» **EXERCISE AIM**: Select and reproduce each line of the listing below that bears the string "cloned".

» **INFORMATION SUPPLIED**:
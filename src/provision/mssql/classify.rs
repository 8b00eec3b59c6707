//! Severity-based classification of `sqlcmd` output.
//!
//! `sqlcmd` exits 0 even when a statement fails, so the only signal is the
//! `Msg ..., Level N, ...` header it prints. Only a header at the very start
//! of the output is recognised: multiple errors or localized messages can
//! slip through as success.

use std::sync::LazyLock;

use regex::Regex;

use crate::provision::error::{ProvisionError, Result};

/// Highest severity that is informational rather than an error.
pub const MAX_INFORMATIONAL_SEVERITY: u32 = 10;

static SQL_ERROR_HEADER: LazyLock<Regex> = LazyLock::new(|| {
    Regex::new(r"^Msg \d+, Level (\d+), State \d+, Server [^,]+, Line \d+")
        .expect("sqlcmd error header pattern is valid")
});

/// Decide whether `output` reports a failed statement.
pub fn classify(output: &str) -> Result<()> {
    let Some(captures) = SQL_ERROR_HEADER.captures(output) else {
        return Ok(());
    };

    let level: u32 = captures[1]
        .parse()
        .map_err(|e| ProvisionError::MalformedOutput {
            reason: format!("cannot parse severity '{}': {e}", &captures[1]),
        })?;

    if level > MAX_INFORMATIONAL_SEVERITY {
        return Err(ProvisionError::Sql {
            level,
            output: output.to_string(),
        });
    }

    tracing::debug!(level, "Ignoring informational sqlcmd message");
    Ok(())
}
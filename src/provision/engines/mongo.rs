use async_trait::async_trait;

use crate::config::ProvisionConfig;
use crate::process::CommandRunner;
use crate::provision::engine::{
    Capabilities, CreatedContainer, DefaultSettings, Engine, EngineKind, field, password,
};
use crate::provision::engines::launch;
use crate::provision::error::Result;
use crate::provision::request::{ProvisionRequest, docker_env};

const PORT: u16 = 27017;

/// MongoDB, see <https://hub.docker.com/_/mongo>.
#[derive(Debug, Clone)]
pub struct Mongo {
    docker_bin: String,
}

impl Mongo {
    pub fn new(config: &ProvisionConfig) -> Self {
        Self {
            docker_bin: config.docker_bin.clone(),
        }
    }

    fn run_args(&self, request: &ProvisionRequest) -> Vec<String> {
        let mut args = vec![
            "run".to_string(),
            "--name".to_string(),
            request.container_name.clone(),
            "-e".to_string(),
            docker_env("MONGO_INITDB_ROOT_PASSWORD", password(request)),
            "-e".to_string(),
            docker_env("MONGO_INITDB_ROOT_USERNAME", field(&request.user)),
            "-e".to_string(),
            docker_env("MONGO_INITDB_DATABASE", field(&request.database)),
        ];
        args.extend(request.port_args(PORT));
        args.push("-d".to_string());
        args.push(format!("mongo:{}", request.image_tag));
        args
    }
}

#[async_trait]
impl Engine for Mongo {
    fn kind(&self) -> EngineKind {
        EngineKind::Mongo
    }

    fn default_settings(&self) -> DefaultSettings {
        DefaultSettings {
            user: Some("mongo"),
            image_tag: "latest",
            port: PORT,
            password: None,
        }
    }

    fn capabilities(&self) -> Capabilities {
        Capabilities {
            database_name: true,
            user_password: true,
        }
    }

    async fn create(
        &self,
        runner: &dyn CommandRunner,
        request: &ProvisionRequest,
    ) -> Result<CreatedContainer> {
        launch(runner, &self.docker_bin, request, self.run_args(request)).await
    }
}

#[cfg(test)]
mod tests {
    use pretty_assertions::assert_eq;

    use super::*;
    use crate::provision::engines::test_support::request;
    use crate::testing::ScriptedRunner;

    #[tokio::test]
    async fn test_root_credentials_env() {
        let runner = ScriptedRunner::succeeding();
        Mongo::new(&ProvisionConfig::default())
            .create(&runner, &request())
            .await
            .unwrap();

        let args = &runner.calls()[0].args;
        assert_eq!(args[3..9], [
            "-e",
            "MONGO_INITDB_ROOT_PASSWORD=s3cret",
            "-e",
            "MONGO_INITDB_ROOT_USERNAME=app",
            "-e",
            "MONGO_INITDB_DATABASE=db",
        ]);
        assert_eq!(args.last().map(String::as_str), Some("mongo:16"));
    }
}
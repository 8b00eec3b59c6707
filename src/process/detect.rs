//! Docker availability check with platform-specific guidance.
//!
//! Checks whether the Docker CLI is installed (binary on PATH) and whether
//! it can reach a daemon (`docker version` reports a server version), and
//! provides installation or startup instructions when it cannot.

use std::process::Stdio;

use tokio::process::Command;

/// Docker availability status.
#[derive(Debug, Clone, Copy, PartialEq, Eq)]
pub enum DockerStatus {
    /// CLI found and daemon responding.
    Available,
    /// Docker binary not found on PATH.
    NotInstalled,
    /// Binary found but daemon not responding.
    NotRunning,
}

impl DockerStatus {
    /// Returns true if Docker is available and ready.
    pub fn is_ok(&self) -> bool {
        matches!(self, DockerStatus::Available)
    }

    /// Human-readable status string.
    pub fn as_str(&self) -> &'static str {
        match self {
            DockerStatus::Available => "available",
            DockerStatus::NotInstalled => "not installed",
            DockerStatus::NotRunning => "not running",
        }
    }
}

/// Host platform for install guidance.
#[derive(Debug, Clone, Copy, PartialEq, Eq)]
pub enum Platform {
    MacOS,
    Linux,
    Windows,
}

impl Platform {
    /// Detect the current platform.
    pub fn current() -> Self {
        match std::env::consts::OS {
            "macos" => Platform::MacOS,
            "windows" => Platform::Windows,
            _ => Platform::Linux,
        }
    }

    /// Installation instructions for Docker on this platform.
    pub fn install_hint(&self) -> &'static str {
        match self {
            Platform::MacOS => {
                "Install Docker Desktop: https://docs.docker.com/desktop/install/mac-install/"
            }
            Platform::Linux => "Install Docker Engine: https://docs.docker.com/engine/install/",
            Platform::Windows => {
                "Install Docker Desktop: https://docs.docker.com/desktop/install/windows-install/"
            }
        }
    }

    /// Instructions to start the Docker daemon on this platform.
    pub fn start_hint(&self) -> &'static str {
        match self {
            Platform::MacOS => "Start Docker Desktop from Applications, or run: open -a Docker",
            Platform::Linux => "Start the Docker daemon: sudo systemctl start docker",
            Platform::Windows => "Start Docker Desktop from the Start menu",
        }
    }
}

/// Result of a Docker detection check.
pub struct DockerDetection {
    pub status: DockerStatus,
    pub platform: Platform,
}

impl DockerDetection {
    /// Guidance for the user when Docker is not usable, `None` otherwise.
    pub fn hint(&self) -> Option<&'static str> {
        match self.status {
            DockerStatus::Available => None,
            DockerStatus::NotInstalled => Some(self.platform.install_hint()),
            DockerStatus::NotRunning => Some(self.platform.start_hint()),
        }
    }
}

/// Check whether `docker_bin` is installed and can reach its daemon.
pub async fn check_docker(docker_bin: &str) -> DockerDetection {
    let platform = Platform::current();

    if !binary_exists(docker_bin).await {
        return DockerDetection {
            status: DockerStatus::NotInstalled,
            platform,
        };
    }

    let status = if daemon_reachable(docker_bin).await {
        DockerStatus::Available
    } else {
        DockerStatus::NotRunning
    };
    tracing::debug!(docker_bin, status = status.as_str(), "Docker detection finished");

    DockerDetection { status, platform }
}

/// Check if the binary exists on PATH.
async fn binary_exists(bin: &str) -> bool {
    let locator = if cfg!(windows) { "where" } else { "which" };
    quiet_success(Command::new(locator).arg(bin)).await
}

/// `docker version` requires daemon reachability for server fields.
async fn daemon_reachable(bin: &str) -> bool {
    quiet_success(Command::new(bin).args(["version", "--format", "{{.Server.Version}}"])).await
}

async fn quiet_success(command: &mut Command) -> bool {
    command
        .stdin(Stdio::null())
        .stdout(Stdio::null())
        .stderr(Stdio::null())
        .kill_on_drop(true)
        .status()
        .await
        .is_ok_and(|s| s.success())
}
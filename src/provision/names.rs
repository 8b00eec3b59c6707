//! Container names.

use std::sync::LazyLock;

use rand::Rng;
use rand::seq::SliceRandom;
use regex::Regex;

/// Docker's limit on container name length.
pub const MAX_CONTAINER_NAME_LEN: usize = 128;

static CONTAINER_NAME: LazyLock<Regex> = LazyLock::new(|| {
    Regex::new(r"^[a-zA-Z0-9][a-zA-Z0-9_.-]*$").expect("container name pattern is valid")
});

const ADJECTIVES: &[&str] = &[
    "agile", "bold", "brave", "bright", "brisk", "calm", "clever", "cosmic", "crisp", "daring",
    "eager", "fancy", "fierce", "gentle", "glad", "happy", "humble", "jolly", "keen", "lively",
    "lucky", "mellow", "nimble", "noble", "proud", "quick", "quiet", "rapid", "sharp", "shiny",
    "silent", "snappy", "steady", "sunny", "swift", "tidy", "vivid", "witty", "zesty", "zen",
];

const NOUNS: &[&str] = &[
    "badger", "beaver", "bison", "condor", "coyote", "crane", "dolphin", "falcon", "ferret",
    "gecko", "heron", "ibis", "jackal", "koala", "lemur", "lynx", "marmot", "marten", "moose",
    "narwhal", "ocelot", "orca", "otter", "panda", "pelican", "puffin", "quokka", "raven",
    "salmon", "seal", "sparrow", "stork", "tapir", "toucan", "turtle", "viper", "walrus",
    "wombat", "yak", "zebra",
];

/// Random `adjective-noun` name.
pub fn generate() -> String {
    generate_with(&mut rand::thread_rng())
}

fn generate_with<R: Rng + ?Sized>(rng: &mut R) -> String {
    let adjective = ADJECTIVES.choose(rng).copied().unwrap_or("fresh");
    let noun = NOUNS.choose(rng).copied().unwrap_or("db");
    format!("{adjective}-{noun}")
}

/// Check that Docker will accept `name` for `--name`.
pub fn validate_container_name(name: &str) -> Result<(), String> {
    if name.is_empty() {
        return Err("container name can't be empty".to_string());
    }
    if name.chars().count() > MAX_CONTAINER_NAME_LEN {
        return Err(format!(
            "container name is too long (max {MAX_CONTAINER_NAME_LEN} chars)"
        ));
    }
    if !CONTAINER_NAME.is_match(name) {
        return Err(
            "container name must start with a letter or digit and contain only letters, \
             digits, '_', '.' or '-'"
                .to_string(),
        );
    }
    Ok(())
}
//! Running T-SQL inside a SQL Server container through `sqlcmd`.

use secrecy::{ExposeSecret, SecretString};

use crate::process::{CommandOutput, CommandRunner, ProcessError};
use crate::provision::error::Result;
use crate::provision::mssql::classify::classify;
use crate::provision::mssql::escape::escape_identifier;

/// Login used for every bootstrap statement.
pub const SUPERUSER: &str = "SA";

/// Where `sqlcmd` runs and how it authenticates.
pub struct SqlSession<'a> {
    runner: &'a dyn CommandRunner,
    docker_bin: &'a str,
    sqlcmd_path: &'a str,
    container: &'a str,
    database: &'a str,
    password: &'a SecretString,
    verbose: bool,
}

impl<'a> SqlSession<'a> {
    pub fn new(
        runner: &'a dyn CommandRunner,
        docker_bin: &'a str,
        sqlcmd_path: &'a str,
        container: &'a str,
        database: &'a str,
        password: &'a SecretString,
    ) -> Self {
        Self {
            runner,
            docker_bin,
            sqlcmd_path,
            container,
            database,
            password,
            verbose: false,
        }
    }

    /// Echo statements and raw client output to stdout.
    pub fn verbose(mut self, verbose: bool) -> Self {
        self.verbose = verbose;
        self
    }

    /// Run `sql` at server scope.
    pub async fn run(&self, sql: &str) -> Result<()> {
        if self.verbose {
            if sql.contains('\n') {
                println!("SQL:\n{sql} --> END SQL");
            } else {
                println!("SQL: {sql}");
            }
        }

        let result = self.runner.run(self.docker_bin, &self.args(sql)).await;
        if self.verbose
            && let Some(text) = client_output(&result)
        {
            println!("{text}");
        }
        classify(&result?.combined())
    }

    /// Run `sql` after switching to the session database.
    pub async fn run_in_database(&self, sql: &str) -> Result<()> {
        let database = escape_identifier(self.database)?;
        self.run(&format!("USE {database}\n{sql}")).await
    }

    fn args(&self, sql: &str) -> Vec<String> {
        [
            "exec",
            self.container,
            self.sqlcmd_path,
            "-C",
            "-S",
            "localhost",
            "-U",
            SUPERUSER,
            "-P",
            self.password.expose_secret(),
            "-Q",
            sql,
        ]
        .iter()
        .map(|s| s.to_string())
        .collect()
    }
}

/// What the SQL client printed, whether or not it exited cleanly.
fn client_output(result: &std::result::Result<CommandOutput, ProcessError>) -> Option<String> {
    match result {
        Ok(output) => Some(output.combined()),
        Err(ProcessError::NonZeroExit { output, .. }) => Some(output.clone()),
        Err(ProcessError::Spawn { .. }) => None,
    }
}
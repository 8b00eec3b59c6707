//! Engines whose setup is a single `docker run`.
//!
//! Each image initialises its own user and database from environment
//! variables, so there is nothing to do once the container is started.

mod mongo;
mod mysql;
mod postgres;
mod redis;

pub use mongo::Mongo;
pub use mysql::MySql;
pub use postgres::Postgres;
pub use redis::Redis;

use crate::process::CommandRunner;
use crate::provision::engine::CreatedContainer;
use crate::provision::error::Result;
use crate::provision::request::ProvisionRequest;

/// Run `docker <args>` and capture the new container's identifier.
pub(crate) async fn launch(
    runner: &dyn CommandRunner,
    docker_bin: &str,
    request: &ProvisionRequest,
    args: Vec<String>,
) -> Result<CreatedContainer> {
    tracing::info!(
        container = %request.container_name,
        "Starting container (the image is pulled first if it is not present locally)"
    );
    let output = runner.run_tee(docker_bin, &args).await?;
    let created = CreatedContainer::from_run_output(&request.container_name, &output.stdout);
    tracing::info!(container = %created.name, id = %created.id, "Container started");
    Ok(created)
}

#[cfg(test)]
mod tests {
    use super::*;
    use crate::testing::{FAKE_CONTAINER_ID, ScriptedRunner};

    #[tokio::test]
    async fn test_launch_streams_docker_output() {
        let runner = ScriptedRunner::succeeding();
        let request = test_support::request();

        let created = launch(&runner, "docker", &request, vec!["run".to_string()])
            .await
            .unwrap();

        assert_eq!(created.id, FAKE_CONTAINER_ID);
        assert!(runner.calls()[0].streamed);
    }
}

#[cfg(test)]
pub(crate) mod test_support {
    use secrecy::SecretString;

    use crate::provision::request::ProvisionRequest;

    pub fn request() -> ProvisionRequest {
        ProvisionRequest {
            container_name: "brave-heron".to_string(),
            database: Some("db".to_string()),
            user: Some("app".to_string()),
            password: Some(SecretString::from("s3cret".to_string())),
            ports: vec!["127.0.0.1:4000".to_string()],
            image_tag: "16".to_string(),
            verbose: false,
            dry_run: false,
        }
    }
}
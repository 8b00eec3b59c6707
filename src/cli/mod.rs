//! Command-line interface.
//!
//! A single command: every option is a flag, missing values are asked for
//! by the [`Wizard`] unless `--non-interactive` is given.

mod completion;
mod wizard;

pub use completion::write_completions;
pub use wizard::Wizard;

use std::process::ExitCode;

use clap::{ColorChoice, Parser};
use clap_complete::Shell;
use secrecy::SecretString;

use crate::provision::{EngineKind, ProvisionInput};

const EXAMPLES: &str = "\
Examples:
  dockdb                          Run in wizard mode
  dockdb --dry                    Dry-run in wizard mode
  dockdb -t mssql -u app_user     Create a MsSQL database using provided username
  dockdb -t pg -n -P 15432 orders Create Postgres non-interactively on port 15432";

#[derive(Parser, Debug)]
#[command(name = "dockdb")]
#[command(about = "Create a disposable database docker container.")]
#[command(after_help = EXAMPLES)]
#[command(version)]
#[command(color = ColorChoice::Auto)]
pub struct Cli {
    /// Name of the database container to be created
    #[arg(value_name = "CONTAINER_NAME")]
    pub container_name: Option<String>,

    /// Database type
    #[arg(short = 't', long = "type", value_enum, ignore_case = true)]
    pub engine: Option<EngineKind>,

    /// Database user
    #[arg(short, long)]
    pub user: Option<String>,

    /// Database name
    #[arg(short, long)]
    pub database: Option<String>,

    /// User's password
    #[arg(short, long, env = "DOCKDB_PASSWORD", hide_env_values = true)]
    pub password: Option<String>,

    /// Port with optional IP address to which the database is mapped (repeatable)
    #[arg(short = 'P', long = "port", value_name = "[IP:]PORT")]
    pub ports: Vec<String>,

    /// Expose the default port on all interfaces instead of 127.0.0.1
    #[arg(long)]
    pub public: bool,

    /// Docker tag to use with the container
    #[arg(short = 'T', long)]
    pub tag: Option<String>,

    /// Exit if any required parameters are missing
    #[arg(short, long)]
    pub non_interactive: bool,

    /// Dry run: print docker commands to stdout without running them
    #[arg(short = 'D', long)]
    pub dry: bool,

    /// Run with verbose logging
    #[arg(short, long)]
    pub verbose: bool,

    /// Print a shell completion script and exit
    #[arg(long, value_enum, value_name = "SHELL")]
    pub completions: Option<Shell>,
}

impl Cli {
    /// Provisioning options carried by the flags. Empty strings count as
    /// "not given".
    pub fn to_input(&self) -> ProvisionInput {
        ProvisionInput {
            engine: self.engine,
            container_name: given(&self.container_name),
            database: given(&self.database),
            user: given(&self.user),
            password: given(&self.password).map(SecretString::from),
            ports: self.ports.iter().filter(|p| !p.is_empty()).cloned().collect(),
            public: self.public,
            image_tag: given(&self.tag),
            verbose: self.verbose,
            dry_run: self.dry,
        }
    }
}

fn given(value: &Option<String>) -> Option<String> {
    value.as_ref().filter(|v| !v.is_empty()).cloned()
}

/// Process exit status.
#[derive(Debug, Clone, Copy, PartialEq, Eq)]
pub enum ExitStatus {
    Success = 0,
    DockerNotFound = 1,
    InvalidOptions = 2,
    CreateFailed = 3,
}

impl From<ExitStatus> for ExitCode {
    fn from(status: ExitStatus) -> Self {
        ExitCode::from(status as u8)
    }
}

#[cfg(test)]
mod tests {
    use clap::CommandFactory;
    use secrecy::ExposeSecret;

    use super::*;

    #[test]
    fn test_cli_is_well_formed() {
        Cli::command().debug_assert();
    }

    #[test]
    fn test_version() {
        let cmd = Cli::command();
        assert_eq!(
            cmd.get_version().unwrap_or("unknown"),
            env!("CARGO_PKG_VERSION")
        );
    }

    #[test]
    fn test_help_lists_examples() {
        let help = Cli::command().render_help().to_string();
        assert!(help.contains("Examples:"));
        assert!(help.contains("--non-interactive"));
    }

    #[test]
    fn test_parse_full_command_line() {
        let cli = Cli::try_parse_from([
            "dockdb", "-t", "SQLServer", "-u", "app", "-d", "sales", "-p", "Sup3rSecret!", "-P",
            "0.0.0.0:1433", "-P", "11433", "-T", "2019-latest", "-n", "-D", "-v", "sales-db",
        ])
        .unwrap();

        assert_eq!(cli.engine, Some(EngineKind::Mssql));
        assert_eq!(cli.container_name.as_deref(), Some("sales-db"));
        assert!(cli.non_interactive && cli.dry && cli.verbose);

        let input = cli.to_input();
        assert_eq!(input.ports, vec!["0.0.0.0:1433", "11433"]);
        assert_eq!(input.image_tag.as_deref(), Some("2019-latest"));
        assert_eq!(
            input.password.as_ref().map(|p| p.expose_secret()),
            Some("Sup3rSecret!")
        );
    }

    #[test]
    fn test_engine_aliases() {
        for (arg, kind) in [
            ("pg", EngineKind::Postgres),
            ("postgresql", EngineKind::Postgres),
            ("mongodb", EngineKind::Mongo),
            ("REDIS", EngineKind::Redis),
        ] {
            let cli = Cli::try_parse_from(["dockdb", "--type", arg]).unwrap();
            assert_eq!(cli.engine, Some(kind), "{arg}");
        }
        assert!(Cli::try_parse_from(["dockdb", "--type", "oracle"]).is_err());
    }

    #[test]
    fn test_empty_values_count_as_missing() {
        let cli = Cli::try_parse_from(["dockdb", "-u", "", "-T", ""]).unwrap();
        let input = cli.to_input();
        assert_eq!(input.user, None);
        assert_eq!(input.image_tag, None);
    }
}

» **EXERCISE OUTPUT**:
            ports: self.ports.iter().filter(|p| !p.is_empty()).cloned().collect(),
    value.as_ref().filter(|v| !v.is_empty()).cloned()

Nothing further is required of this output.